## Exercise requirements
Check each line of the material, and show the ones that include the word "neither".
=== Input data ===
#![allow(missing_docs)]

//! # Stage: Quality Evaluator
//! Heuristic quality signals over a response: domain accuracy, mode
//! compliance, self-consistency, plus the composite metrics the learner and
//! result metadata use. Pure functions; nothing here calls a provider.

use crate::patterns::Pattern;
use crate::routing::{Domain, Mode};
use serde::{Deserialize, Serialize};

/// Latency at which the normalised latency term saturates.
pub const LATENCY_NORMALIZER_MS: f64 = 10_000.0;

static DIGITS: Pattern = Pattern::new(r"\d+");
static LOGIC_STRUCTURE: Pattern = Pattern::new(r"(?i)step|premise|conclusion|therefore");
static LOGIC_WORDS: Pattern = Pattern::new(r"(?i)implies|entails|valid|sound");
static FRAMEWORKS: Pattern = Pattern::new(r"(?i)utilitarian|deontological|virtue|kantian");
static ANALYSIS: Pattern = Pattern::new(r"(?i)consider|perspective|argument|implication");
static STEP_MARKERS: Pattern = Pattern::new(r"(?i)step \d+|step-\d+|\[\d+\]");
static REASONING_WORDS: Pattern = Pattern::new(r"(?i)because|therefore|implies|consider");
static CONTRADICTION_WORDS: Pattern =
    Pattern::new(r"contradict|inconsistent|however, this contradicts|on the other hand");
static VERIFICATION_WORDS: Pattern = Pattern::new(r"check|verify|validate");

#[derive(Debug, Clone, Copy, PartialEq, Serialize, Deserialize)]
pub struct Evaluation {
    pub accuracy: f64,
    pub compliance: f64,
    /// `0.6 * accuracy + 0.4 * compliance`.
    pub confidence: f64,
    pub self_consistency: f64,
}

pub fn evaluate(response: &str, query: &str, domain: Domain, mode: Mode) -> Evaluation {
    let accuracy = evaluate_accuracy(response, query, domain);
    let compliance = evaluate_compliance(response, mode);
    Evaluation {
        accuracy,
        compliance,
        confidence: evaluation_confidence(accuracy, compliance),
        self_consistency: self_consistency(response),
    }
}

pub fn evaluate_accuracy(response: &str, query: &str, domain: Domain) -> f64 {
    match domain {
        Domain::Math => {
            if DIGITS.is_match(response) && DIGITS.is_match(query) {
                0.95
            } else if response.contains('=')
                || response.contains("therefore")
                || response.contains("proof")
            {
                0.85
            } else {
                0.7
            }
        }
        Domain::Logic => graded(
            LOGIC_STRUCTURE.is_match(response),
            LOGIC_WORDS.is_match(response),
            (0.9, 0.75, 0.6),
        ),
        Domain::Ethics | Domain::Philosophy => graded(
            FRAMEWORKS.is_match(response),
            ANALYSIS.is_match(response),
            (0.85, 0.7, 0.6),
        ),
        Domain::Causal | Domain::General => 0.7,
    }
}

fn graded(a: bool, b: bool, (both, either, neither): (f64, f64, f64)) -> f64 {
    match (a, b) {
        (true, true) => both,
        (true, false) | (false, true) => either,
        (false, false) => neither,
    }
}

pub fn evaluate_compliance(response: &str, mode: Mode) -> f64 {
    match mode {
        Mode::Reflex => {
            if response.len() < 300 {
                1.0
            } else {
                0.7
            }
        }
        Mode::Analytic => {
            if STEP_MARKERS.is_match(response) {
                0.95
            } else {
                0.6
            }
        }
        Mode::Reflective => {
            if response.len() > 500 && REASONING_WORDS.is_match(response) {
                0.9
            } else {
                0.65
            }
        }
    }
}

pub fn evaluation_confidence(accuracy: f64, compliance: f64) -> f64 {
    0.6 * accuracy + 0.4 * compliance
}

/// Penalises contradiction wording, rewards explicit checking.
pub fn self_consistency(text: &str) -> f64 {
    let lower = text.to_lowercase();
    let penalty = (CONTRADICTION_WORDS.count(&lower) as f64 * 0.1).min(0.5);
    let bonus = if VERIFICATION_WORDS.is_match(&lower) {
        0.05
    } else {
        0.0
    };
    (1.0 - penalty + bonus).clamp(0.0, 1.0)
}

pub fn normalized_latency(latency_ms: u64) -> f64 {
    (latency_ms as f64 / LATENCY_NORMALIZER_MS).clamp(0.0, 1.0)
}

/// `0.4A + 0.3C + 0.2(1 - T) + 0.1(1 - L)` with `L` the normalised latency.
pub fn unified_quality(accuracy: f64, compliance: f64, verification: f64, latency_ms: u64) -> f64 {
    0.4 * accuracy
        + 0.3 * compliance
        + 0.2 * (1.0 - verification)
        + 0.1 * (1.0 - normalized_latency(latency_ms))
}

fn sigmoid(x: f64) -> f64 {
    1.0 / (1.0 + (-x).exp())
}

/// `sigmoid(0.6A + 0.4S - 0.001 * latency_ms)`.
pub fn adaptive_confidence(accuracy: f64, consistency: f64, latency_ms: u64) -> f64 {
    sigmoid(0.6 * accuracy + 0.4 * consistency - 0.001 * latency_ms as f64)
}

/// `1 - e^(-3(1 - A))`: near zero for accurate runs, rising as accuracy drops.
pub fn prompt_mutation_probability(accuracy: f64) -> f64 {
    1.0 - (-3.0 * (1.0 - accuracy)).exp()
}
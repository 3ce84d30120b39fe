//! Unification of solved steps.
//!
//! Drops every step that a later step negates, joins the survivors with blank
//! lines and scores how well consecutive steps hang together.

use crate::intelligence::similarity::bag_of_words_cosine;
use serde::{Deserialize, Serialize};

/// Unified reasoning text and its coherence.
#[derive(Debug, Clone, PartialEq, Serialize, Deserialize)]
pub struct UnifiedReasoning {
    /// Surviving steps joined with blank lines.
    pub unified: String,
    /// Surviving steps, in order.
    pub steps: Vec<String>,
    /// Mean bag-of-words cosine between adjacent survivors; 1.0 for fewer
    /// than two.
    pub coherence: f64,
    /// Number of steps dropped as contradicted.
    pub removed: usize,
}

/// Whether `a` (lowercased) is negated by `b` (lowercased): `a` carries a
/// `not` and `b` contains `a` with its first `not` removed.
fn negates(a: &str, b: &str) -> bool {
    a.contains("not") && b.contains(a.replacen("not", "", 1).trim())
}

/// Drop contradicted steps, keeping order.
pub fn remove_contradictions(steps: &[String]) -> (Vec<String>, usize) {
    let lowered: Vec<String> = steps.iter().map(|s| s.to_lowercase()).collect();
    let mut kept = Vec::with_capacity(steps.len());
    let mut removed = 0;

    for (i, step) in steps.iter().enumerate() {
        let current = &lowered[i];
        let contradicted = lowered[i + 1..]
            .iter()
            .any(|later| negates(current, later) || negates(later, current));
        if contradicted {
            removed += 1;
        } else {
            kept.push(step.clone());
        }
    }
    (kept, removed)
}

/// Mean adjacent similarity.
pub fn coherence(steps: &[String]) -> f64 {
    if steps.len() < 2 {
        return 1.0;
    }
    let total: f64 = steps
        .windows(2)
        .map(|pair| bag_of_words_cosine(&pair[0], &pair[1]))
        .sum();
    total / (steps.len() - 1) as f64
}

/// Unify step contents.
pub fn unify(steps: &[String]) -> UnifiedReasoning {
    let (kept, removed) = remove_contradictions(steps);
    UnifiedReasoning {
        unified: kept.join("\n\n"),
        coherence: coherence(&kept),
        steps: kept,
        removed,
    }
}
===
## Written response
fn graded(a: bool, b: bool, (both, either, neither): (f64, f64, f64)) -> f64 {
        (false, false) => neither,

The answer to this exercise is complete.